TASK STATEMENT - Output the complete listing exactly.

DATASET RECORDS -
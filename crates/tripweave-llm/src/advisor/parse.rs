use crate::error::ParseError;
use regex::Regex;
use std::sync::OnceLock;
use thiserror::Error;
use tracing::{debug, warn};
use tripweave_core::{CandidateItem, CandidateItinerary, ItemKind, normalize_time};

/// Minimum pipe-separated fields for an item line; the price may be absent.
const MIN_FIELDS: usize = 4;

fn alternative_header() -> &'static Regex {
    static RE: OnceLock<Regex> = OnceLock::new();
    RE.get_or_init(|| Regex::new(r"(?i)alternative\s*#?\s*\d+\s*:").unwrap())
}

/// Why a single item line was dropped.
#[derive(Debug, Clone, PartialEq, Eq, Error)]
pub enum LineFault {
    #[error("expected at least {MIN_FIELDS} '|'-separated fields, found {found}")]
    TooFewFields { found: usize },

    #[error("unknown item type '{0}'")]
    UnknownKind(String),

    #[error("empty title")]
    MissingTitle,
}

/// Something dropped while parsing; never fatal on its own.
#[derive(Debug, Clone, PartialEq, Eq, Error)]
pub enum ParseWarning {
    #[error("block {block}: dropped line '{line}': {fault}")]
    Line {
        block: usize,
        line: String,
        fault: LineFault,
    },

    #[error("block {block}: no valid items, alternative discarded")]
    EmptyBlock { block: usize },
}

#[derive(Debug, Clone, PartialEq, Eq)]
pub struct ParseOutcome {
    pub alternatives: Vec<CandidateItinerary>,
    pub warnings: Vec<ParseWarning>,
}

/// Strip list decoration the model sometimes adds: bullets, numbering,
/// and table-style outer pipes.
fn strip_decoration(line: &str) -> &str {
    let line = line.trim().trim_matches('|').trim();
    let line = line
        .strip_prefix("- ")
        .or_else(|| line.strip_prefix("* "))
        .or_else(|| line.strip_prefix("• "))
        .unwrap_or(line);
    let digits = line.chars().take_while(|c| c.is_ascii_digit()).count();
    if digits > 0 {
        if let Some(rest) = line[digits..].strip_prefix(". ") {
            return rest.trim_start();
        }
    }
    line
}

/// Parse one `Title | Type | Time | Description | Price` line.
pub fn parse_item_line(line: &str) -> Result<CandidateItem, LineFault> {
    let fields: Vec<&str> = strip_decoration(line).split('|').map(str::trim).collect();
    if fields.len() < MIN_FIELDS {
        return Err(LineFault::TooFewFields {
            found: fields.len(),
        });
    }

    let title = fields[0];
    if title.is_empty() {
        return Err(LineFault::MissingTitle);
    }
    let kind: ItemKind = fields[1]
        .parse()
        .map_err(|e: tripweave_core::UnknownKind| LineFault::UnknownKind(e.0))?;

    Ok(CandidateItem {
        title: title.to_string(),
        kind,
        time: normalize_time(fields[2]),
        description: fields[3].to_string(),
        price: fields
            .get(4)
            .filter(|p| !p.is_empty())
            .map(|p| p.to_string()),
    })
}

/// Parse one block: first non-empty line is the explanation, the rest are
/// item lines. `None` when no item survives.
fn parse_block(
    block: usize,
    text: &str,
    warnings: &mut Vec<ParseWarning>,
) -> Option<CandidateItinerary> {
    let mut lines = text.lines().map(str::trim).filter(|l| !l.is_empty());
    let explanation = lines.next()?.to_string();

    let mut items = Vec::new();
    for line in lines {
        match parse_item_line(line) {
            Ok(item) => items.push(item),
            Err(fault) => {
                warn!("Dropping line in block {}: {} ({})", block, line, fault);
                warnings.push(ParseWarning::Line {
                    block,
                    line: line.to_string(),
                    fault,
                });
            }
        }
    }

    if items.is_empty() {
        warn!("Block {} produced no valid items, discarding", block);
        warnings.push(ParseWarning::EmptyBlock { block });
        return None;
    }

    Some(CandidateItinerary { explanation, items })
}

/// Split a model reply into candidate itineraries.
///
/// Bad lines and empty blocks are dropped and reported as warnings; the
/// call only fails when nothing at all survives.
pub fn parse_alternatives(raw: &str) -> Result<ParseOutcome, ParseError> {
    let mut warnings = Vec::new();
    let alternatives: Vec<CandidateItinerary> = alternative_header()
        .split(raw)
        .enumerate()
        .filter(|(_, text)| !text.trim().is_empty())
        .filter_map(|(block, text)| parse_block(block, text, &mut warnings))
        .collect();

    debug!(
        "Parsed {} alternatives with {} warnings",
        alternatives.len(),
        warnings.len()
    );

    if alternatives.is_empty() {
        return Err(ParseError::NoAlternatives);
    }
    Ok(ParseOutcome {
        alternatives,
        warnings,
    })
}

RESULT OF THE TASK -
filename crates/tripweave-llm/src/advisor/parse.rs
use crate::error::ParseError;
use regex::Regex;
use std::sync::OnceLock;
use thiserror::Error;
use tracing::{debug, warn};
use tripweave_core::{CandidateItem, CandidateItinerary, ItemKind, normalize_time};

/// Minimum pipe-separated fields for an item line; the price may be absent.
const MIN_FIELDS: usize = 4;

fn alternative_header() -> &'static Regex {
    static RE: OnceLock<Regex> = OnceLock::new();
    RE.get_or_init(|| Regex::new(r"(?i)alternative\s*#?\s*\d+\s*:").unwrap())
}

/// Why a single item line was dropped.
#[derive(Debug, Clone, PartialEq, Eq, Error)]
pub enum LineFault {
    #[error("expected at least {MIN_FIELDS} '|'-separated fields, found {found}")]
    TooFewFields { found: usize },

    #[error("unknown item type '{0}'")]
    UnknownKind(String),

    #[error("empty title")]
    MissingTitle,
}

/// Something dropped while parsing; never fatal on its own.
#[derive(Debug, Clone, PartialEq, Eq, Error)]
pub enum ParseWarning {
    #[error("block {block}: dropped line '{line}': {fault}")]
    Line {
        block: usize,
        line: String,
        fault: LineFault,
    },

    #[error("block {block}: no valid items, alternative discarded")]
    EmptyBlock { block: usize },
}

#[derive(Debug, Clone, PartialEq, Eq)]
pub struct ParseOutcome {
    pub alternatives: Vec<CandidateItinerary>,
    pub warnings: Vec<ParseWarning>,
}

/// Strip list decoration the model sometimes adds: bullets, numbering,
/// and table-style outer pipes.
fn strip_decoration(line: &str) -> &str {
    let line = line.trim().trim_matches('|').trim();
    let line = line
        .strip_prefix("- ")
        .or_else(|| line.strip_prefix("* "))
        .or_else(|| line.strip_prefix("• "))
        .unwrap_or(line);
    let digits = line.chars().take_while(|c| c.is_ascii_digit()).count();
    if digits > 0 {
        if let Some(rest) = line[digits..].strip_prefix(". ") {
            return rest.trim_start();
        }
    }
    line
}

/// Parse one `Title | Type | Time | Description | Price` line.
pub fn parse_item_line(line: &str) -> Result<CandidateItem, LineFault> {
    let fields: Vec<&str> = strip_decoration(line).split('|').map(str::trim).collect();
    if fields.len() < MIN_FIELDS {
        return Err(LineFault::TooFewFields {
            found: fields.len(),
        });
    }

    let title = fields[0];
    if title.is_empty() {
        return Err(LineFault::MissingTitle);
    }
    let kind: ItemKind = fields[1]
        .parse()
        .map_err(|e: tripweave_core::UnknownKind| LineFault::UnknownKind(e.0))?;

    Ok(CandidateItem {
        title: title.to_string(),
        kind,
        time: normalize_time(fields[2]),
        description: fields[3].to_string(),
        price: fields
            .get(4)
            .filter(|p| !p.is_empty())
            .map(|p| p.to_string()),
    })
}

/// Parse one block: first non-empty line is the explanation, the rest are
/// item lines. `None` when no item survives.
fn parse_block(
    block: usize,
    text: &str,
    warnings: &mut Vec<ParseWarning>,
) -> Option<CandidateItinerary> {
    let mut lines = text.lines().map(str::trim).filter(|l| !l.is_empty());
    let explanation = lines.next()?.to_string();

    let mut items = Vec::new();
    for line in lines {
        match parse_item_line(line) {
            Ok(item) => items.push(item),
            Err(fault) => {
                warn!("Dropping line in block {}: {} ({})", block, line, fault);
                warnings.push(ParseWarning::Line {
                    block,
                    line: line.to_string(),
                    fault,
                });
            }
        }
    }

    if items.is_empty() {
        warn!("Block {} produced no valid items, discarding", block);
        warnings.push(ParseWarning::EmptyBlock { block });
        return None;
    }

    Some(CandidateItinerary { explanation, items })
}

/// Split a model reply into candidate itineraries.
///
/// Bad lines and empty blocks are dropped and reported as warnings; the
/// call only fails when nothing at all survives.
pub fn parse_alternatives(raw: &str) -> Result<ParseOutcome, ParseError> {
    let mut warnings = Vec::new();
    let alternatives: Vec<CandidateItinerary> = alternative_header()
        .split(raw)
        .enumerate()
        .filter(|(_, text)| !text.trim().is_empty())
        .filter_map(|(block, text)| parse_block(block, text, &mut warnings))
        .collect();

    debug!(
        "Parsed {} alternatives with {} warnings",
        alternatives.len(),
        warnings.len()
    );

    if alternatives.is_empty() {
        return Err(ParseError::NoAlternatives);
    }
    Ok(ParseOutcome {
        alternatives,
        warnings,
    })
}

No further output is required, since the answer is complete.